GlaxoSmithKline has agreed to plead guilty and pay $3 billion to resolve charges that the pharmaceutical giant fraudulently marketed the prescription drugs Paxil, Wellbutrin and Avandia, the U.S. Department of Justice has announced.

The deal, which addresses federal criminal charges as well as civil claims brought by the states, is the largest health care fraud settlement in U.S. history, the department said in a press release.

“Today’s multi-billion-dollar settlement is unprecedented in both size and scope,” said Deputy Attorney General James M. Cole in a July 2 press conference in Washington. “It underscores this administration’s firm commitment to protecting the American people and holding accountable those who commit health care fraud.”

According to the government, Glaxo has agreed to plead guilty to three criminal charges. The first two counts charged Glaxo with introducing misbranded drugs — the antidepressants Paxil and Wellbutrin — into interstate commerce. The third count is for failing to report safety data about the diabetes drug Avandia to the Food and Drug Administration.

Under the terms of the plea agreement, Glaxo will pay a criminal fine of $957 million and forfeit $43 million. The drug company also will pay $2 billion to resolve federal and state civil claims. The federal government sought compensation under the False Claims Act, and various states have pursued similar claims against the drug giant.

The settlement resolves pricing fraud allegations relating to Paxil, Wellbutrin, Avandia and other drugs, the government said.
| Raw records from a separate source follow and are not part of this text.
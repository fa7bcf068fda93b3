//! Upcoming match listings

use async_trait::async_trait;
use gully_graph::tool::{Tool, ToolOutcome, ToolResult, ToolRuntime};
use serde_json::{json, Value};

/// Fetches the upcoming cricket matches.
pub struct UpcomingMatches;

#[async_trait]
impl Tool for UpcomingMatches {
    fn name(&self) -> &str {
        "get_upcoming_matches"
    }

    fn description(&self) -> &str {
        "Fetches the upcoming cricket matches."
    }

    async fn execute(&self, _input: Value, _runtime: ToolRuntime) -> ToolResult {
        Ok(ToolOutcome::Value(json!([
            {"match": "India vs Australia", "date": "2024-07-01"},
            {"match": "England vs New Zealand", "date": "2024-07-02"},
            {"match": "Pakistan vs South Africa", "date": "2024-07-03"},
        ])))
    }
}

#[cfg(test)]
mod tests {
    use super::*;
    use gully_graph::state::AgentState;

    #[tokio::test]
    async fn test_lists_matches() {
        let outcome = UpcomingMatches
            .execute(json!({}), ToolRuntime::new("c1", AgentState::new()))
            .await
            .unwrap();

        match outcome {
            ToolOutcome::Value(value) => {
                assert_eq!(value.as_array().unwrap().len(), 3);
                assert_eq!(value[0]["match"], "India vs Australia");
            }
            ToolOutcome::Update(_) => panic!("expected a plain value"),
        }
    }
}
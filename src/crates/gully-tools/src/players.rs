//! Player statistics lookups

use async_trait::async_trait;
use gully_graph::tool::{Tool, ToolError, ToolOutcome, ToolResult, ToolRuntime};
use serde_json::{json, Value};

/// Fetches the stats for a given player.
pub struct PlayerStats;

impl PlayerStats {
    fn lookup(player_name: &str) -> Option<Value> {
        match player_name {
            "Virat Kohli" => Some(json!({"matches": 254, "runs": 12040, "average": 59.33})),
            "Steve Smith" => Some(json!({"matches": 128, "runs": 7540, "average": 61.80})),
            "Joe Root" => Some(json!({"matches": 150, "runs": 8300, "average": 52.45})),
            _ => None,
        }
    }
}

#[async_trait]
impl Tool for PlayerStats {
    fn name(&self) -> &str {
        "get_player_stats"
    }

    fn description(&self) -> &str {
        "Fetches the stats for a given player."
    }

    fn input_schema(&self) -> Option<Value> {
        Some(json!({
            "type": "object",
            "properties": {
                "player_name": {
                    "type": "string",
                    "description": "Full name of the player (e.g., 'Virat Kohli')"
                }
            },
            "required": ["player_name"]
        }))
    }

    fn validate_input(&self, input: &Value) -> Result<(), ToolError> {
        if input.get("player_name").and_then(Value::as_str).is_none() {
            return Err(ToolError::InvalidInput {
                tool: self.name().to_string(),
                error: "'player_name' is required".to_string(),
            });
        }
        Ok(())
    }

    async fn execute(&self, input: Value, _runtime: ToolRuntime) -> ToolResult {
        let player_name = input["player_name"].as_str().unwrap_or_default();

        let result = Self::lookup(player_name).unwrap_or_else(|| json!("Player not found"));
        Ok(ToolOutcome::Value(result))
    }
}
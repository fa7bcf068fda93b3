//! Preferred-team read and update tools
//!
//! `update_preferred_team` demonstrates the state-update directive: instead
//! of a plain value it returns a `StateUpdate` setting the session field and
//! carrying its own tool-result message for the originating call id.

use async_trait::async_trait;
use gully_graph::messages::Message;
use gully_graph::state::StateUpdate;
use gully_graph::tool::{Tool, ToolError, ToolOutcome, ToolResult, ToolRuntime};
use serde_json::{json, Value};
use tracing::info;

/// Retrieves the user's preferred team from the session state.
pub struct GetPreferredTeam;

#[async_trait]
impl Tool for GetPreferredTeam {
    fn name(&self) -> &str {
        "get_preferred_team"
    }

    fn description(&self) -> &str {
        "Retrieves the user's preferred team."
    }

    async fn execute(&self, _input: Value, runtime: ToolRuntime) -> ToolResult {
        let team = runtime
            .state
            .preferred_team
            .clone()
            .unwrap_or_else(|| "No preferred team set".to_string());
        Ok(ToolOutcome::Value(json!(team)))
    }
}

/// Updates the user's preferred team as a side effect of the call.
pub struct UpdatePreferredTeam;

#[async_trait]
impl Tool for UpdatePreferredTeam {
    fn name(&self) -> &str {
        "update_preferred_team"
    }

    fn description(&self) -> &str {
        "Updates the user's preferred team."
    }

    fn input_schema(&self) -> Option<Value> {
        Some(json!({
            "type": "object",
            "properties": {
                "team_name": {
                    "type": "string",
                    "description": "The team to store as the user's preference"
                }
            },
            "required": ["team_name"]
        }))
    }

    fn validate_input(&self, input: &Value) -> Result<(), ToolError> {
        match input.get("team_name").and_then(Value::as_str) {
            Some(team) if !team.trim().is_empty() => Ok(()),
            _ => Err(ToolError::InvalidInput {
                tool: self.name().to_string(),
                error: "'team_name' is required".to_string(),
            }),
        }
    }

    async fn execute(&self, input: Value, runtime: ToolRuntime) -> ToolResult {
        let team = input["team_name"].as_str().unwrap_or_default().to_string();
        info!(team = %team, "updating preferred team");

        Ok(ToolOutcome::Update(
            StateUpdate::new()
                .with_preferred_team(team.clone())
                .with_message(Message::tool(
                    format!("Preferred team updated to {}", team),
                    runtime.tool_call_id,
                )),
        ))
    }
}

#[cfg(test)]
mod tests {
    use super::*;
    use gully_graph::state::AgentState;

    #[tokio::test]
    async fn test_get_reads_session_field() {
        let mut state = AgentState::new();
        state.preferred_team = Some("India".to_string());

        let outcome = GetPreferredTeam
            .execute(json!({}), ToolRuntime::new("c1", state))
            .await
            .unwrap();

        match outcome {
            ToolOutcome::Value(value) => assert_eq!(value, json!("India")),
            ToolOutcome::Update(_) => panic!("expected a plain value"),
        }
    }

    #[tokio::test]
    async fn test_get_reports_unset_field() {
        let outcome = GetPreferredTeam
            .execute(json!({}), ToolRuntime::new("c1", AgentState::new()))
            .await
            .unwrap();

        match outcome {
            ToolOutcome::Value(value) => assert_eq!(value, json!("No preferred team set")),
            ToolOutcome::Update(_) => panic!("expected a plain value"),
        }
    }

    #[tokio::test]
    async fn test_update_returns_directive_with_result_message() {
        let outcome = UpdatePreferredTeam
            .execute(
                json!({"team_name": "England"}),
                ToolRuntime::new("call_7", AgentState::new()),
            )
            .await
            .unwrap();

        match outcome {
            ToolOutcome::Update(update) => {
                assert_eq!(update.preferred_team.as_deref(), Some("England"));
                assert_eq!(update.messages.len(), 1);
                assert_eq!(update.messages[0].tool_call_id.as_deref(), Some("call_7"));
                assert!(update.messages[0].content.contains("England"));
            }
            ToolOutcome::Value(_) => panic!("expected an update directive"),
        }
    }

    #[test]
    fn test_update_rejects_blank_team() {
        let err = UpdatePreferredTeam
            .validate_input(&json!({"team_name": "  "}))
            .unwrap_err();
        assert!(matches!(err, ToolError::InvalidInput { .. }));
    }
}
The corporation also agreed to be monitored by federal officials for five years to ensure the company’s compliance with both the terms of the settlement and federal drug regulations.

Prosecutors said Glaxo illegally promoted the drug Paxil for treating depression in children from April 1998 to August 2003, despite the fact that the FDA never approved it for anyone under age 18. The corporation also promoted Wellbutrin from January 1999 to December 2003 for weight loss, the treatment of sexual dysfunction, substance addictions and attention deficit hyperactivity disorder, even though it was approved only for treatment of major depressive disorder, the government said.

DOJ officials also said that, between 2001 and 2007, Glaxo failed to report to the FDA safety data regarding the diabetes drug Avandia. Since 2007, the FDA has added warnings to the Avandia label to alert doctors about potential increased risk of congestive heart failure and heart attack.

“Widespread marketing, with misrepresentations about the safety and efficacy of these drugs, can give doctors a false sense of security,” said Massachusetts Attorney General Martha Coakley, whose office took the lead in a five-state delegation in the settlement negotiations.

The drug company also agreed to resolve civil liability for promoting the drugs Paxil, Wellbutrin, Advair, Lamictal and Zofran for off-label, non-covered uses, the DOJ said. The company’s guilty plea and sentence were approved July 5 in U.S. District Court in Boston.